La « finale de rêve » de la Coupe Rogers a pris une tournure inattendue hier, à Toronto, quand l’Américaine Serena Williams a déclaré forfait alors qu’elle était menée 1-3 en première manche. C’est donc la jeune Bianca Andreescu qui a hérité d’un titre historique, devenant la première Canadienne en 50 ans à remporter le tournoi.

« Je ne réalise pas encore très bien ce qui se passe, a avoué la joueuse de 19 ans en point de presse. Tout est allé très vite depuis la fin du match, j’ai parlé à plein de gens, accordé beaucoup d’entrevues et vu que mon téléphone était plein de messages ! Je pense que je vais prendre une pause de tout ça ce soir, apprécier ce moment avec mon équipe et mes proches. Mais je répondrai à tout le monde, promis ! »

Après une série de cinq matchs éprouvants depuis mardi pour atteindre la finale, Andreescu n’a pas eu à se dépenser hier. « J’étais très nerveuse au début du match, mais ça s’est replacé après les premiers échanges. Puis j’ai vu qu’elle restait sur sa chaise, et l’arbitre m’a avisée que c’était terminé. »

Ce n’est certainement pas de cette façon que j’aurais voulu gagner, et je sais que cela est très décevant pour Serena, qui est une grande championne et qui veut toujours se battre pour la victoire. Quand je l’ai rejointe, elle était en larmes.

Bianca Andreescu

« Nous avons parlé un peu et je lui ai dit : “Allez, tu es une sacrée bête [fucking beast] et tu as toujours rebondi après des blessures.
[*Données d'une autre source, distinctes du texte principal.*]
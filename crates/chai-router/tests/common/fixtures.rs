//! Menu payload fixtures

use serde_json::{Value, json};

/// A typical admin menu: two directories, pages, buttons, an external link
/// and a hidden page
pub fn admin_menu() -> Value {
    json!([
        { "id": "100", "parentId": "0", "menuName": "System", "menuType": 1, "path": "/system",
          "icon": "Setting", "sortOrder": 1, "status": 1, "isVisible": 1 },
        { "id": "101", "parentId": "100", "menuName": "Users", "menuType": 2, "path": "/system/user",
          "component": "system/user/index", "permissions": "system:user:list", "sortOrder": 2, "isKeepalive": 1 },
        { "id": "102", "parentId": "100", "menuName": "Roles", "menuType": 2, "path": "/system/role",
          "component": "system/role", "permissions": "system:role:list", "sortOrder": 1 },
        { "id": "103", "parentId": "101", "menuName": "Add user", "menuType": 3, "path": "",
          "permissions": "system:user:add" },
        { "id": "104", "parentId": "100", "menuName": "Menus", "menuType": 2, "path": "/system/menu",
          "component": "system/menu/MenuList", "status": 0 },
        { "id": 200, "parentId": null, "menuName": "Monitor", "menuType": 1, "path": "monitor/", "sortOrder": 2 },
        { "id": 201, "parentId": 200, "menuName": "Cache", "menuType": 2, "path": "/monitor/cache",
          "component": "monitor/cache" },
        { "id": 202, "parentId": 200, "menuName": "Hidden", "menuType": 2, "path": "/monitor/hidden",
          "component": "monitor/hidden", "isVisible": 0 },
        { "id": "300", "menuName": "Docs", "menuType": 2, "path": "/docs",
          "component": "https://docs.example.com", "isExternal": true, "sortOrder": 3 }
    ])
}

/// Same menu delivered as pre-nested children
pub fn nested_menu() -> Value {
    json!([
        { "id": "1", "menuName": "System", "menuType": 1, "path": "/system", "children": [
            { "id": "2", "menuName": "Users", "menuType": 2, "path": "/system/user",
              "component": "system/user/index", "children": [
                { "id": "3", "menuName": "Add user", "menuType": 3, "path": "" }
            ] }
        ] }
    ])
}

/// A menu replacing [`admin_menu`] wholesale
pub fn reduced_menu() -> Value {
    json!([
        { "id": "900", "menuName": "Reports", "menuType": 2, "path": "/reports", "component": "reports/index" }
    ])
}

/// Only buttons, so no navigable routes
pub fn buttons_only() -> Value {
    json!([
        { "id": "1", "menuName": "Export", "menuType": 3, "path": "", "permissions": "data:export" }
    ])
}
Ce n’est qu’un petit recul, tu reviendras bientôt aussi forte que par le passé.” Elle a été vraiment gentille et m’a dit des choses très touchantes, à ce moment-là et aussi plus tard, au micro, devant la foule. »
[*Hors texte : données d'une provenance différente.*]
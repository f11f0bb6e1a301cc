//! Route materialization
//!
//! Turns permission nodes into nested route definitions. Only enabled,
//! visible directory and menu nodes become routes; the mount target of each
//! route is a [`LazyView`] that resolves its component on first activation.

use crate::path::normalize_route_path;
use crate::view::{ComponentResolver, LazyView};
use chai_core::{MenuType, NodeId, PermissionNode};
use serde::Serialize;
use std::collections::{HashMap, HashSet};
use std::sync::Arc;

/// Metadata attached to every materialized route
#[derive(Debug, Clone, PartialEq, Eq, Serialize)]
#[serde(rename_all = "camelCase")]
pub struct RouteMeta {
    /// Document and breadcrumb title
    pub title: String,
    /// Menu icon
    #[serde(skip_serializing_if = "Option::is_none")]
    pub icon: Option<String>,
    /// Hidden from navigation UI
    pub hidden: bool,
    /// Keep the mounted view warm
    pub keep_alive: bool,
    /// Permission tag of the source node
    pub permissions: String,
    /// Shown in the breadcrumb trail
    pub breadcrumb: bool,
    /// Pinned in the tab bar
    pub affix: bool,
    /// Sort order of the source node
    pub sort: i64,
    /// Source node identifier
    pub menu_id: NodeId,
    /// Parent node identifier
    #[serde(skip_serializing_if = "Option::is_none")]
    pub parent_id: Option<NodeId>,
    /// External link target, set instead of a mount target
    #[serde(skip_serializing_if = "Option::is_none")]
    pub link: Option<String>,
}

impl RouteMeta {
    fn from_node(node: &PermissionNode) -> Self {
        Self {
            title: node.menu_name.clone(),
            icon: node.icon.clone(),
            hidden: !node.is_visible,
            keep_alive: node.is_keepalive,
            permissions: node.permissions.clone(),
            breadcrumb: true,
            affix: false,
            sort: node.sort_order,
            menu_id: node.id.clone(),
            parent_id: node.parent_id.clone(),
            link: if node.is_external {
                node.component.clone()
            } else {
                None
            },
        }
    }
}

/// A client-side route built from a permission node
#[derive(Debug, Clone, PartialEq, Serialize)]
pub struct RouteDefinition {
    /// Normalised route path
    pub path: String,
    /// Route name, the node's menu name
    pub name: String,
    /// Route metadata
    pub meta: RouteMeta,
    /// Lazily loaded mount target
    #[serde(skip_serializing_if = "Option::is_none")]
    pub component: Option<LazyView>,
    /// Implicit redirect for directories
    #[serde(skip_serializing_if = "Option::is_none")]
    pub redirect: Option<String>,
    /// Nested child routes
    #[serde(skip_serializing_if = "Vec::is_empty")]
    pub children: Vec<RouteDefinition>,
}

impl RouteDefinition {
    /// Iterate this route and all nested routes depth-first
    pub fn iter(&self) -> impl Iterator<Item = &Self> {
        let mut stack = vec![self];
        std::iter::from_fn(move || {
            let next = stack.pop()?;
            stack.extend(next.children.iter().rev());
            Some(next)
        })
    }

    /// Whether this route points outside the application
    #[must_use]
    pub const fn is_external(&self) -> bool {
        self.meta.link.is_some()
    }
}

/// Flatten a route forest depth-first
pub fn flatten_routes(routes: &[RouteDefinition]) -> impl Iterator<Item = &RouteDefinition> {
    routes.iter().flat_map(RouteDefinition::iter)
}

/// Find a route anywhere in a forest by path, comparing normalised forms
#[must_use]
pub fn find_route<'a>(routes: &'a [RouteDefinition], path: &str) -> Option<&'a RouteDefinition> {
    let target = normalize_route_path(path);
    flatten_routes(routes).find(|route| route.path == target)
}

/// Builds route definitions from permission nodes
#[derive(Debug, Clone)]
pub struct RouteMaterializer {
    resolver: Arc<ComponentResolver>,
}

impl RouteMaterializer {
    /// Create a materializer resolving views through `resolver`
    pub const fn new(resolver: Arc<ComponentResolver>) -> Self {
        Self { resolver }
    }

    /// The resolver backing mount targets
    #[must_use]
    pub const fn resolver(&self) -> &Arc<ComponentResolver> {
        &self.resolver
    }

    /// Build the route forest for a node list
    ///
    /// Nodes whose parent did not itself become a route are excluded.
    /// Directory routes redirect to their first menu child in input order.
    #[must_use]
    pub fn transform(&self, nodes: &[PermissionNode]) -> Vec<RouteDefinition> {
        let routable: Vec<&PermissionNode> = nodes.iter().filter(|n| n.is_routable()).collect();
        let present: HashSet<&NodeId> = routable.iter().map(|n| &n.id).collect();

        let mut roots = Vec::new();
        let mut children_of: HashMap<&NodeId, Vec<&PermissionNode>> = HashMap::new();
        for node in routable {
            match &node.parent_id {
                None => roots.push(node),
                Some(parent) if present.contains(parent) => {
                    children_of.entry(parent).or_default().push(node);
                }
                Some(parent) => {
                    tracing::debug!(node = %node.id, parent = %parent, "skipping route with unroutable parent");
                }
            }
        }

        let mut placed = HashSet::new();
        let routes: Vec<RouteDefinition> = roots
            .into_iter()
            .filter_map(|node| self.assemble(node, &children_of, &mut placed))
            .collect();
        tracing::debug!(
            nodes = nodes.len(),
            routes = placed.len(),
            "materialized routes"
        );
        routes
    }

    /// Discard all cached component resolutions
    pub fn reset_caches(&self) {
        self.resolver.clear_caches();
    }

    fn assemble<'a>(
        &self,
        node: &'a PermissionNode,
        children_of: &HashMap<&'a NodeId, Vec<&'a PermissionNode>>,
        placed: &mut HashSet<&'a NodeId>,
    ) -> Option<RouteDefinition> {
        if !placed.insert(&node.id) {
            return None;
        }
        let child_nodes = children_of.get(&node.id).map_or(&[][..], Vec::as_slice);

        let redirect = if node.menu_type == MenuType::Directory {
            child_nodes
                .iter()
                .find(|child| child.menu_type == MenuType::Menu)
                .map(|child| normalize_route_path(&child.path))
        } else {
            None
        };

        let component = match &node.component {
            Some(component) if !node.is_external => {
                Some(LazyView::new(component.clone(), Arc::clone(&self.resolver)))
            }
            _ => None,
        };

        let children = child_nodes
            .iter()
            .filter_map(|child| self.assemble(child, children_of, placed))
            .collect();

        Some(RouteDefinition {
            path: normalize_route_path(&node.path),
            name: node.menu_name.clone(),
            meta: RouteMeta::from_node(node),
            component,
            redirect,
            children,
        })
    }
}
Andreescu a aussi reçu les félicitations de Faye Urban, la dernière Canadienne à avoir remporté le tournoi en 1969. « On m’a dit qu’elle n’était pas assez bien [à 73 ans] pour assister au match, mais qu’elle était très heureuse de mes succès et qu’elle trouvait que j’étais une belle représentante pour le tennis canadien. C’est très inspirant pour moi, et j’espère pouvoir la rencontrer bientôt. »

Les éloges de Serena

Très déçue de la tournure des évènements, Serena Williams a expliqué qu’elle avait été victime de malaises au dos. « Cela a commencé pendant mon match de demi-finale et cela n’a fait qu’empirer. J’ai senti un spasme dans tout mon dos, au point où je ne pouvais vraiment bouger, ni même dormir.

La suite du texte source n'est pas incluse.